January was flat; the indices went up but USD went down by almost 3%.


----------



## mordko (Jan 23, 2016)

I am still roughly 50% stock, 50% cash (the latter earmarked for buying a house).

The stock is invested in a worldwide CouchPotato as follows:

US - 35%, Canada - 30%, Developed outside N America - 20% (about half in the UK), EM - 15%. 

Money-weighted returns on stocks, Jan 31 2017:

1 month 3.4%
3 months 5.6%
6 months 9.5%
YTD 3.7%
1 year 19.9%
Since 2002 8.95%

Money-weighted return is significantly higher than time-weighted because the portfolio is dominated by the money placed in the portfolio in January and I was lucky with the timing. The returns are kinda meaningless for the same reason.

In February the US and EM investments have done real well while Canada and developed countries did OK but not great.


----------



## mordko (Jan 23, 2016)

Also, I am expecting actuary's valuation of my DB pension which is about to be transferred to a DC pension, so there will be quite a bit more to invest in the next couple of months... And I am hoping to buy a house in the 700K range at some point over the next 2 months.


----------



## mordko (Jan 23, 2016)

We bought a house and >30 acres of land for $1M. The cost is higher than hoped for but my dog did love the place very much. And it will be generating income while providing me with easy access to work (<20 minute drive). 
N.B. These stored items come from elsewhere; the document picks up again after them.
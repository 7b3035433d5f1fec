//! Public library API for picking and coercing leaves of loosely-typed value trees.

/// Dynamic values, path notation, traversal, and the conversion engine.
pub mod pick;
use chrono::TimeDelta;
use serde::{Deserialize, Serialize};

use crate::pick::convert::error::{Cast, Fault};
use crate::pick::convert::scalar::{canonicalize, cast};
use crate::pick::{ConvertError, ConvertErrorKind, Partial, Value};

/// Target label used in duration conversion errors.
pub(crate) const DURATION_LABEL: &str = "TimeDelta";

const MAX_FOREIGN_DEPTH: usize = 8;

const NANOSECOND: u64 = 1;
const MICROSECOND: u64 = 1_000 * NANOSECOND;
const MILLISECOND: u64 = 1_000 * MICROSECOND;
const SECOND: u64 = 1_000 * MILLISECOND;
const MINUTE: u64 = 60 * SECOND;
const HOUR: u64 = 60 * MINUTE;

/// Largest magnitude a duration text may spell: `|i64::MIN|`.
const MAX_MAGNITUDE: u64 = 1 << 63;

/// Unit of numeric duration sources.
#[derive(Debug, Clone, Copy, Default, PartialEq, Eq, Serialize, Deserialize)]
#[serde(rename_all = "snake_case")]
pub enum DurationUnit {
	/// Nanoseconds.
	#[default]
	Nanoseconds,
	/// Microseconds.
	Microseconds,
	/// Milliseconds.
	Milliseconds,
	/// Seconds.
	Seconds,
	/// Minutes.
	Minutes,
	/// Hours.
	Hours,
}

impl DurationUnit {
	/// Length of one unit in nanoseconds.
	pub fn nanos_per_unit(self) -> i64 {
		let nanos = match self {
			Self::Nanoseconds => NANOSECOND,
			Self::Microseconds => MICROSECOND,
			Self::Milliseconds => MILLISECOND,
			Self::Seconds => SECOND,
			Self::Minutes => MINUTE,
			Self::Hours => HOUR,
		};
		nanos as i64
	}
}

/// Options for converting values into durations.
#[derive(Debug, Clone, Default, PartialEq, Eq, Serialize, Deserialize)]
#[serde(default)]
pub struct DurationOptions {
	/// Unit of integer and float sources.
	pub number_format: DurationUnit,
}

impl DurationOptions {
	/// Numbers are counted in `unit`.
	pub fn for_unit(unit: DurationUnit) -> Self {
		Self { number_format: unit }
	}
}

/// Convert `value` into a signed nanosecond duration.
pub(crate) fn to_duration(value: &Value, options: &DurationOptions) -> Result<TimeDelta, ConvertError> {
	duration_at(value, options, 0).map_err(|fault| fault.into_error(value, DURATION_LABEL, Partial::Duration))
}

fn duration_at(value: &Value, options: &DurationOptions, depth: usize) -> Cast<TimeDelta> {
	match value {
		Value::Null => Ok(TimeDelta::zero()),
		Value::Ref(inner) => duration_at(inner, options, depth),
		Value::Bool(_) => Err(ConvertErrorKind::InvalidType.into()),
		Value::I8(_)
		| Value::I16(_)
		| Value::I32(_)
		| Value::I64(_)
		| Value::Isize(_)
		| Value::U8(_)
		| Value::U16(_)
		| Value::U32(_)
		| Value::U64(_)
		| Value::Usize(_)
		| Value::F32(_)
		| Value::F64(_)
		| Value::Number(_) => from_number(value, options.number_format),
		Value::String(text) | Value::RawJson(text) => from_text(text),
		Value::Bytes(bytes) => from_text(&String::from_utf8_lossy(bytes)),
		Value::Foreign(foreign) => {
			if let Some(duration) = foreign.downcast_ref::<TimeDelta>() {
				return Ok(*duration);
			}
			if depth >= MAX_FOREIGN_DEPTH {
				return Err(ConvertErrorKind::InvalidType.into());
			}
			let basic = canonicalize(foreign)?;
			duration_at(&basic, options, depth + 1)
		}
		Value::Seq(_) | Value::Array(_) | Value::Map(_) | Value::KeyedMap(_) | Value::Record(_) => Err(ConvertErrorKind::InvalidType.into()),
	}
}

fn from_text(text: &str) -> Cast<TimeDelta> {
	parse_duration(text).map_err(|message| Fault::fatal(ConvertErrorKind::InvalidSyntax(message)))
}

fn from_number(value: &Value, unit: DurationUnit) -> Cast<TimeDelta> {
	match cast::<i64>(value) {
		Ok(count) => scale(count, unit),
		Err(fault) => {
			let partial = fault.partial.map(|count| scale(count, unit).unwrap_or_else(|scaled| scaled.partial.unwrap_or_default()));
			Err(Fault { kind: fault.kind, partial })
		}
	}
}

fn scale(count: i64, unit: DurationUnit) -> Cast<TimeDelta> {
	let per_unit = unit.nanos_per_unit();
	if count > i64::MAX / per_unit || count < i64::MIN / per_unit {
		return Err(Fault::lossy(ConvertErrorKind::Overflow, TimeDelta::nanoseconds(count.wrapping_mul(per_unit))));
	}
	Ok(TimeDelta::nanoseconds(count * per_unit))
}

/// Parse a unit-suffixed duration such as `"1h15m30.5s"` or `"-8µs"`.
///
/// Accepted units are `ns`, `us` (also `µs` and `μs`), `ms`, `s`, `m` and `h`.
/// Every number needs a unit except a lone `"0"`.
pub fn parse_duration(text: &str) -> Result<TimeDelta, String> {
	parse_nanos(text).map(TimeDelta::nanoseconds)
}

fn parse_nanos(text: &str) -> Result<i64, String> {
	let invalid = || format!("invalid duration {text:?}");

	let (negative, mut rest) = match text.as_bytes().first() {
		Some(b'-') => (true, &text[1..]),
		Some(b'+') => (false, &text[1..]),
		_ => (false, text),
	};
	if rest == "0" {
		return Ok(0);
	}
	if rest.is_empty() {
		return Err(invalid());
	}

	let mut total: u64 = 0;
	while !rest.is_empty() {
		let (whole, after_whole) = split_digits(rest);
		let mut value = leading_int(whole).ok_or_else(invalid)?;
		rest = after_whole;

		let mut fraction = (0u64, 1.0f64);
		let mut has_fraction = false;
		if let Some(after_dot) = rest.strip_prefix('.') {
			let (digits, after_fraction) = split_digits(after_dot);
			fraction = leading_fraction(digits);
			has_fraction = !digits.is_empty();
			rest = after_fraction;
		}
		if whole.is_empty() && !has_fraction {
			return Err(invalid());
		}

		let unit_len = rest.find(|c: char| c == '.' || c.is_ascii_digit()).unwrap_or(rest.len());
		if unit_len == 0 {
			return Err(format!("missing unit in duration {text:?}"));
		}
		let (unit, after_unit) = rest.split_at(unit_len);
		rest = after_unit;
		let per_unit = match unit {
			"ns" => NANOSECOND,
			"us" | "µs" | "μs" => MICROSECOND,
			"ms" => MILLISECOND,
			"s" => SECOND,
			"m" => MINUTE,
			"h" => HOUR,
			_ => return Err(format!("unknown unit {unit:?} in duration {text:?}")),
		};

		if value > MAX_MAGNITUDE / per_unit {
			return Err(invalid());
		}
		value *= per_unit;
		let (digits, divisor) = fraction;
		if digits > 0 {
			value += (digits as f64 * (per_unit as f64 / divisor)) as u64;
			if value > MAX_MAGNITUDE {
				return Err(invalid());
			}
		}
		total = total.checked_add(value).filter(|sum| *sum <= MAX_MAGNITUDE).ok_or_else(invalid)?;
	}

	if negative {
		return Ok((total as i64).wrapping_neg());
	}
	i64::try_from(total).map_err(|_| invalid())
}

fn split_digits(text: &str) -> (&str, &str) {
	let end = text.find(|c: char| !c.is_ascii_digit()).unwrap_or(text.len());
	text.split_at(end)
}

fn leading_int(digits: &str) -> Option<u64> {
	digits.bytes().try_fold(0u64, |acc, digit| {
		let next = acc.checked_mul(10)?.checked_add(u64::from(digit - b'0'))?;
		(next <= MAX_MAGNITUDE).then_some(next)
	})
}

/// Fraction digits as `(numerator, 10^kept_digits)`; digits past u64 precision are dropped.
fn leading_fraction(digits: &str) -> (u64, f64) {
	let mut numerator = 0u64;
	let mut divisor = 1.0;
	for digit in digits.bytes() {
		let Some(next) = numerator.checked_mul(10).and_then(|n| n.checked_add(u64::from(digit - b'0'))) else {
			break;
		};
		numerator = next;
		divisor *= 10.0;
	}
	(numerator, divisor)
}
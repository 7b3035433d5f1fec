#![allow(missing_docs)]

use std::io::Write;
use std::process::{Command, Output, Stdio};

use serde_json::Value;

const DOCUMENT: &str = r#"{"item":{"three":["element 1",2,"element 3"]},"float":2.12,"stamp":1700000000000,"wait":"8ms"}"#;

#[test]
fn get_json_output_is_valid_and_structured() {
	let json = run_json(&["get", "-", "item.three[1]", "--as", "String", "--json"], DOCUMENT);

	assert_eq!(json["path"], "item.three[1]");
	assert_eq!(json["target"], "String");
	assert_eq!(json["type"], "String");
	assert_eq!(json["value"], "2");
}

#[test]
fn get_json_output_normalizes_the_path() {
	let json = run_json(&["get", "-", ".item.three[-1]", "--json"], DOCUMENT);

	assert_eq!(json["path"], "item.three[-1]");
	assert_eq!(json["target"], Value::Null);
	assert_eq!(json["value"], "element 3");
}

#[test]
fn get_plain_output_prints_the_leaf() {
	let output = run(&["get", "-", ".item.three[-1]"], DOCUMENT);
	assert!(output.status.success(), "command should succeed");
	assert_eq!(String::from_utf8_lossy(&output.stdout).trim_end(), "element 3");
}

#[test]
fn get_converts_instants_with_config_options() {
	let config = std::env::temp_dir().join(format!("anypick-config-{}.json", std::process::id()));
	std::fs::write(&config, r#"{"instant":{"number_format":"unix_milli"}}"#).expect("config written");

	let config_arg = config.display().to_string();
	let json = run_json(&["get", "-", "stamp", "--as", "instant", "--config", &config_arg, "--json"], DOCUMENT);
	let _ = std::fs::remove_file(&config);

	assert_eq!(json["type"], "DateTime<Utc>");
	assert_eq!(json["value"], "2023-11-14T22:13:20Z");
}

#[test]
fn get_reports_conversion_failures() {
	let output = run(&["get", "-", "float", "--as", "i64"], DOCUMENT);
	assert!(!output.status.success(), "command should fail");
	let stderr = String::from_utf8_lossy(&output.stderr);
	assert!(stderr.starts_with("error: cannot convert f64 2.12 to i64"), "unexpected stderr: {stderr}");
}

#[test]
fn get_reports_missing_fields_with_prefix() {
	let output = run(&["get", "-", "item.four.five"], DOCUMENT);
	assert!(!output.status.success(), "command should fail");
	assert_eq!(String::from_utf8_lossy(&output.stderr).trim_end(), "error: item.four: field not found");
}

#[test]
fn steps_json_lists_fields_and_indices() {
	let json = run_json(&["steps", ".a.b[-2].c", "--json"], "");

	assert_eq!(json["path"], "a.b[-2].c");
	assert_eq!(json["steps"], serde_json::json!([{"field": "a"}, {"field": "b"}, {"index": -2}, {"field": "c"}]));
}

#[test]
fn steps_rejects_malformed_paths() {
	let output = run(&["steps", "[154].asd["], "");
	assert!(!output.status.success(), "command should fail");
	assert!(String::from_utf8_lossy(&output.stderr).contains("invalid format for index"));
}

#[test]
fn set_prints_updated_document() {
	let json = run_json(&["set", "-", "item.three[0]", r#"{"nested":true}"#], DOCUMENT);

	assert_eq!(json["item"]["three"][0], serde_json::json!({"nested": true}));
	assert_eq!(json["item"]["three"][2], "element 3");
	assert_eq!(json["wait"], "8ms");
}

fn run_json(args: &[&str], stdin: &str) -> Value {
	let output = run(args, stdin);
	assert!(output.status.success(), "command should succeed: {}", String::from_utf8_lossy(&output.stderr));
	serde_json::from_slice(&output.stdout).expect("stdout should be valid json")
}

fn run(args: &[&str], stdin: &str) -> Output {
	let mut child = Command::new(env!("CARGO_BIN_EXE_anypick"))
		.args(args)
		.stdin(Stdio::piped())
		.stdout(Stdio::piped())
		.stderr(Stdio::piped())
		.spawn()
		.expect("command spawns");
	child.stdin.take().expect("stdin piped").write_all(stdin.as_bytes()).expect("stdin written");
	child.wait_with_output().expect("command executes")
}
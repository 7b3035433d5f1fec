use std::fmt;

use chrono::{DateTime, TimeDelta, Utc};
use thiserror::Error;

use crate::pick::{Primitive, Value};

/// Category of a conversion failure.
#[derive(Debug, Clone, PartialEq, Eq, Error)]
pub enum ConvertErrorKind {
	/// Numeric value lies outside the target's representable range.
	#[error("value out of range")]
	Overflow,
	/// Non-whole float was truncated to an integer.
	#[error("value has a fractional part")]
	LostDecimals,
	/// Text could not be parsed as the target.
	#[error("invalid syntax: {0}")]
	InvalidSyntax(String),
	/// No conversion exists between the source and the target.
	#[error("incompatible type")]
	InvalidType,
	/// Foreign value does not alias a basic value.
	#[error("value has no basic representation")]
	CannotConvertToBasic,
	/// Canonicalization was requested on a value that is already basic.
	#[error("value is already a basic type")]
	AlreadyBasicType,
	/// A foreign hook panicked.
	#[error("recovered panic: {0}")]
	RecoveredPanic(String),
}

impl ConvertErrorKind {
	/// Whether a best-effort value accompanies this kind.
	pub fn is_recoverable(&self) -> bool {
		matches!(self, Self::Overflow | Self::LostDecimals)
	}
}

/// Best-effort result carried by recoverable conversion errors.
#[derive(Debug, Clone, PartialEq)]
pub enum Partial {
	/// Truncated or wrapped primitive.
	Primitive(Primitive),
	/// Instant computed from the truncated source.
	Instant(DateTime<Utc>),
	/// Duration computed from the truncated or wrapped source.
	Duration(TimeDelta),
}

/// Conversion failure with the offending source value.
#[derive(Debug, Clone, PartialEq, Error)]
#[error("cannot convert {value_type} {value} to {target}: {kind}")]
pub struct ConvertError {
	/// Failure category.
	pub kind: ConvertErrorKind,
	/// Source value as given.
	pub value: Value,
	/// Type tag of the source value.
	pub value_type: String,
	/// Description of the requested target.
	pub target: String,
	/// Best-effort value for recoverable kinds.
	pub partial: Option<Partial>,
}

impl ConvertError {
	/// Error of `kind` for converting `value` into `target`.
	pub fn new(kind: ConvertErrorKind, value: &Value, target: impl fmt::Display) -> Self {
		Self {
			kind,
			value: value.clone(),
			value_type: value.type_name().into_owned(),
			target: target.to_string(),
			partial: None,
		}
	}

	/// Attach a best-effort value.
	pub fn with_partial(mut self, partial: Option<Partial>) -> Self {
		self.partial = partial;
		self
	}

	/// Replace the target description, keeping everything else.
	pub fn retarget(mut self, target: impl fmt::Display) -> Self {
		self.target = target.to_string();
		self
	}

	/// Whether the caller may use [`partial`](Self::partial) and ignore the error.
	pub fn is_recoverable(&self) -> bool {
		self.kind.is_recoverable()
	}

	/// Whether the failure is [`ConvertErrorKind::Overflow`].
	pub fn is_overflow(&self) -> bool {
		self.kind == ConvertErrorKind::Overflow
	}

	/// Whether the failure is [`ConvertErrorKind::LostDecimals`].
	pub fn is_lost_decimals(&self) -> bool {
		self.kind == ConvertErrorKind::LostDecimals
	}

	/// Whether the failure is [`ConvertErrorKind::InvalidSyntax`].
	pub fn is_invalid_syntax(&self) -> bool {
		matches!(self.kind, ConvertErrorKind::InvalidSyntax(_))
	}

	/// Whether the failure is [`ConvertErrorKind::InvalidType`].
	pub fn is_invalid_type(&self) -> bool {
		self.kind == ConvertErrorKind::InvalidType
	}
}

/// Internal failure of a typed cast, before the source value is attached.
#[derive(Debug, Clone)]
pub(crate) struct Fault<T> {
	pub kind: ConvertErrorKind,
	pub partial: Option<T>,
}

/// Internal typed cast result.
pub(crate) type Cast<T> = std::result::Result<T, Fault<T>>;

impl<T> Fault<T> {
	pub(crate) fn fatal(kind: ConvertErrorKind) -> Self {
		Self { kind, partial: None }
	}

	pub(crate) fn lossy(kind: ConvertErrorKind, partial: T) -> Self {
		Self {
			kind,
			partial: Some(partial),
		}
	}

	pub(crate) fn map<U>(self, f: impl FnOnce(T) -> U) -> Fault<U> {
		Fault {
			kind: self.kind,
			partial: self.partial.map(f),
		}
	}

	/// Same kind with the best-effort value dropped.
	pub(crate) fn discard<U>(self) -> Fault<U> {
		Fault::fatal(self.kind)
	}

	pub(crate) fn into_error(self, value: &Value, target: impl fmt::Display, partial: impl FnOnce(T) -> Partial) -> ConvertError {
		let partial = if self.kind.is_recoverable() { self.partial.map(partial) } else { None };
		ConvertError::new(self.kind, value, target).with_partial(partial)
	}
}

impl<T> From<ConvertErrorKind> for Fault<T> {
	fn from(kind: ConvertErrorKind) -> Self {
		Self::fatal(kind)
	}
}

/// Map both arms of a cast.
pub(crate) fn lift<T, U>(cast: Cast<T>, wrap: impl Fn(T) -> U) -> Cast<U> {
	match cast {
		Ok(value) => Ok(wrap(value)),
		Err(fault) => Err(fault.map(wrap)),
	}
}
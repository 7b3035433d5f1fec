mod convert;
mod error;
mod foreign;
mod json;
mod kind;
mod path;
mod picker;
mod traverse;
mod value;

/// Conversion engine, its options, and typed entry points.
pub use convert::{
	BytesFormat, Convert, ConvertError, ConvertErrorKind, ConvertOptions, Converter, DurationOptions, DurationUnit, InstantOptions, InstantUnit, Partial, Target,
	TimeFormat, TypeDesc, TypeRegistry, TypeShape, convert, encode_instant_binary, parse_duration,
};
/// Error and result aliases.
pub use error::{PickError, Result};
/// Caller-defined values outside the core alphabet.
pub use foreign::{Foreign, ForeignValue};
/// JSON decoding options.
pub use json::JsonNumbers;
/// Primitive kinds and their Rust counterparts.
pub use kind::{Primitive, PrimitiveKind, Scalar};
/// Path notation.
pub use path::{Key, Path, PathErrorKind, PathParseError};
/// One-call parse, retrieve, and convert.
pub use picker::{Picker, pick};
/// Tree traversal and narrow mutation.
pub use traverse::{TraverseError, TraverseErrorKind, TraverseOptions, Traverser, retrieve};
/// Dynamic value tree.
pub use value::{Array, KeyedMap, MapKey, Record, RecordField, Value};
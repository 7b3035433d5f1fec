use anypick::pick::{Key, Path, Result};
use serde_json::json;

use crate::cmd::util::print_json;

#[derive(clap::Args)]
pub struct Args {
	/// Path text to parse.
	pub path: String,
	#[arg(long)]
	pub json: bool,
}

/// Parse a path and print its normalized form and steps.
pub fn run(args: Args) -> Result<()> {
	let path = Path::parse(&args.path)?;

	if args.json {
		let steps: Vec<serde_json::Value> = path.iter().map(step_json).collect();
		return print_json(&json!({
			"path": path.to_string(),
			"steps": steps,
		}));
	}

	println!("path: {path}");
	println!("steps: {}", path.len());
	println!("idx\tkind\tkey");
	for (idx, key) in path.iter().enumerate() {
		match key {
			Key::Field(name) => println!("{idx}\tfield\t{name}"),
			Key::Index(index) => println!("{idx}\tindex\t{index}"),
		}
	}
	Ok(())
}

fn step_json(key: &Key) -> serde_json::Value {
	match key {
		Key::Field(name) => json!({ "field": name }),
		Key::Index(index) => json!({ "index": index }),
	}
}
By the time all of this is sorted, I expect the overall asset breakdown to look like this:

- $1M - house
- $1.5M - investment (including LIRAs, spousal RRSP, TFSA and taxable)
- $0 - debt, although we might use Line of Credit to fund investment projects, like roof-top solar power and the purchase of various agricultural toys.


----------



## Koogie (Dec 15, 2014)

mordko said:


> We bought a house and >30 acres of land for $1M. The cost is higher than hoped for but my dog did love the place very much. And it will be generating income while providing me with easy access to work (<20 minute drive).
> 
> By the time all of this is sorted, I expect the overall asset breakdown to look like this:
> 
> ...


Congrats ! That acreage especially is very fine. You say it is income producing ? Is it arable land you are going to lease out ?
My hope is to follow in your footsteps in a few years. I've already reduced work to a sort of semi-retired level and am going to milk that for a while but I can't wait to get out of the golden horseshoe and back into somewhere quieter. We'll probably stick with southern Ontario but definitely will be spending a lot less time here.


----------



## mordko (Jan 23, 2016)

Thanks  Part of the land is a wild forest + wetland and a pond, which my spaniel approves of. The other chunk is an established tree farm. We are planning to try and run it ourselves but will need a lot of education. 

We did exactly what you are thinking about; got out of the overpopulated GTA but stayed within 1.5-2 hours of Toronto. Didn't end up quite as remote as I was considering, mainly because I am still working albeit for a different employer. My wife has effectively retired though. Guess I am targeting retirement (except for the hobby farm) in ~8 years when I hit 55 or so.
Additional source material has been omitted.